Stored data:
[Start of Attachment]
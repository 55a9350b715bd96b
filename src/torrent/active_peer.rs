use std::collections::VecDeque;
use std::net::SocketAddr;
use std::time::{Duration, Instant};

use tokio_util::sync::CancellationToken;
use uuid::Uuid;

use crate::bitfield::BitField;
use crate::choke::ChokeView;
use crate::protocol::peer::{ExtensionHandshake, HandShake, PeerMessage};

/// Assumed pipeline depth until the peer advertises `reqq`.
pub const DEFAULT_PIPELINE_DEPTH: usize = 250;

#[derive(Debug, Clone, Copy, Default)]
pub struct Performance {
    pub downloaded: u64,
    pub uploaded: u64,
}

/// Sliding window of per-tick transfer deltas; averages over it give the
/// peer's current rates.
#[derive(Debug, Clone)]
pub struct PerformanceHistory {
    history: VecDeque<Performance>,
    snapshot: Performance,
}

impl PerformanceHistory {
    const MAX_CAPACITY: usize = 20;

    pub fn new() -> Self {
        Self {
            history: VecDeque::with_capacity(Self::MAX_CAPACITY),
            snapshot: Performance::default(),
        }
    }

    /// Record totals as of now; the stored sample is the delta since the
    /// previous update.
    pub fn update(&mut self, totals: Performance) {
        if self.history.len() == Self::MAX_CAPACITY {
            self.history.pop_back();
        }
        let delta = Performance {
            downloaded: totals.downloaded - self.snapshot.downloaded,
            uploaded: totals.uploaded - self.snapshot.uploaded,
        };
        self.snapshot = totals;
        self.history.push_front(delta);
    }

    fn avg(&self, pick: impl Fn(&Performance) -> u64) -> u64 {
        if self.history.is_empty() {
            return 0;
        }
        self.history.iter().map(pick).sum::<u64>() / self.history.len() as u64
    }

    /// Bytes per second, assuming one update per `tick`.
    pub fn down_speed_sec(&self, tick: Duration) -> u64 {
        (self.avg(|p| p.downloaded) as f64 / tick.as_secs_f64()) as u64
    }

    pub fn up_speed_sec(&self, tick: Duration) -> u64 {
        (self.avg(|p| p.uploaded) as f64 / tick.as_secs_f64()) as u64
    }
}

impl Default for PerformanceHistory {
    fn default() -> Self {
        Self::new()
    }
}

/// Choke/interest flags for one direction of a peer relationship.
#[derive(Debug, Clone, Copy)]
pub struct Status {
    choked: bool,
    choked_at: Instant,
    interested: bool,
}

impl Status {
    pub fn new(now: Instant) -> Self {
        Self {
            choked: true,
            choked_at: now,
            interested: false,
        }
    }

    pub fn set_choke(&mut self, choked: bool, now: Instant) {
        if self.choked != choked {
            self.choked_at = now;
        }
        self.choked = choked;
    }

    pub fn is_choked(&self) -> bool {
        self.choked
    }

    pub fn set_interest(&mut self, interested: bool) {
        self.interested = interested;
    }

    pub fn is_interested(&self) -> bool {
        self.interested
    }

    /// Time since the current choke state was entered.
    pub fn choke_duration(&self, now: Instant) -> Duration {
        now.saturating_duration_since(self.choked_at)
    }
}

/// Piece-related messages that arrived before the metadata did (magnet
/// startup); replayed once piece info exists.
#[derive(Debug, Clone)]
pub enum DeferredBits {
    Bitfield(bytes::Bytes),
    HaveAll,
    HaveNone,
    Have(u32),
}

/// Engine-side state of one live peer connection. The socket lives in a
/// separate task; this struct only holds the channel ends, counters and
/// protocol state the torrent task needs.
#[derive(Debug)]
pub struct ActivePeer {
    pub uuid: Uuid,
    pub addr: SocketAddr,
    pub message_tx: flume::Sender<PeerMessage>,
    pub message_rx: flume::Receiver<PeerMessage>,
    pub bitfield: BitField,
    /// What the peer signals about us: they choke us / want our data.
    pub in_status: Status,
    /// What we signal about them.
    pub out_status: Status,
    pub downloaded: u64,
    pub uploaded: u64,
    pub performance_history: PerformanceHistory,
    /// Requests in flight to this peer. Approximate ground truth; zeroed
    /// on choke.
    pub pending_blocks: usize,
    pub pipeline_depth: usize,
    pub connected_at: Instant,
    pub last_data_received: Option<Instant>,
    pub handshake: HandShake,
    pub extension_handshake: Option<Box<ExtensionHandshake>>,
    pub deferred_bits: Vec<DeferredBits>,
    pub cancellation_token: CancellationToken,
    outbox: Vec<PeerMessage>,
}

impl ActivePeer {
    #[allow(clippy::too_many_arguments)]
    pub fn new(
        uuid: Uuid,
        addr: SocketAddr,
        handshake: HandShake,
        message_tx: flume::Sender<PeerMessage>,
        message_rx: flume::Receiver<PeerMessage>,
        piece_count: usize,
        cancellation_token: CancellationToken,
        now: Instant,
    ) -> Self {
        Self {
            uuid,
            addr,
            message_tx,
            message_rx,
            bitfield: BitField::empty(piece_count),
            in_status: Status::new(now),
            out_status: Status::new(now),
            downloaded: 0,
            uploaded: 0,
            performance_history: PerformanceHistory::new(),
            pending_blocks: 0,
            pipeline_depth: DEFAULT_PIPELINE_DEPTH,
            connected_at: now,
            last_data_received: None,
            handshake,
            extension_handshake: None,
            deferred_bits: Vec::new(),
            cancellation_token,
            outbox: Vec::new(),
        }
    }

    /// Stage a message for the end-of-tick flush.
    pub fn queue(&mut self, message: PeerMessage) {
        self.outbox.push(message);
    }

    /// Hand the staged batch to the connection task in order. A full or
    /// closed channel cancels the peer.
    pub fn flush(&mut self) {
        for message in self.outbox.drain(..) {
            if let Err(e) = self.message_tx.try_send(message) {
                tracing::warn!(addr = %self.addr, "Peer outbox overflow, dropping peer: {e}");
                self.cancellation_token.cancel();
                break;
            }
        }
    }

    pub fn has_queued(&self) -> bool {
        !self.outbox.is_empty()
    }

    pub fn apply_extension_handshake(&mut self, handshake: Box<ExtensionHandshake>) {
        if let Some(reqq) = handshake.request_queue_size() {
            self.pipeline_depth = reqq.clamp(1, 4096);
        }
        self.extension_handshake = Some(handshake);
    }

    pub fn client_name(&self) -> String {
        self.extension_handshake
            .as_ref()
            .and_then(|h| h.client_name())
            .map(str::to_string)
            .unwrap_or_else(|| self.handshake.peer_id.client_name().to_string())
    }

    pub fn update_performance(&mut self) {
        self.performance_history.update(Performance {
            downloaded: self.downloaded,
            uploaded: self.uploaded,
        });
    }

    pub fn download_rate(&self, tick: Duration) -> u64 {
        self.performance_history.down_speed_sec(tick)
    }

    pub fn upload_rate(&self, tick: Duration) -> u64 {
        self.performance_history.up_speed_sec(tick)
    }

    pub fn choke_view(&self, tick: Duration, now: Instant) -> ChokeView {
        ChokeView {
            uuid: self.uuid,
            peer_interested: self.in_status.is_interested(),
            peer_choking: self.in_status.is_choked(),
            am_choking: self.out_status.is_choked(),
            choking_for: self.in_status.choke_duration(now),
            download_rate: self.download_rate(tick),
            upload_rate: self.upload_rate(tick),
            connected_for: now.saturating_duration_since(self.connected_at),
        }
    }

    /// Kill signal for the connection task; it joins shortly after.
    pub fn cancel(&self) {
        self.cancellation_token.cancel();
    }
}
[End of Attachment]
PROBLEM TO WORK ON >> Every line above holding the string "struct" should be listed.

OUTPUT >>
pub struct Performance {
pub struct PerformanceHistory {
pub struct Status {
/// separate task; this struct only holds the channel ends, counters and
pub struct ActivePeer {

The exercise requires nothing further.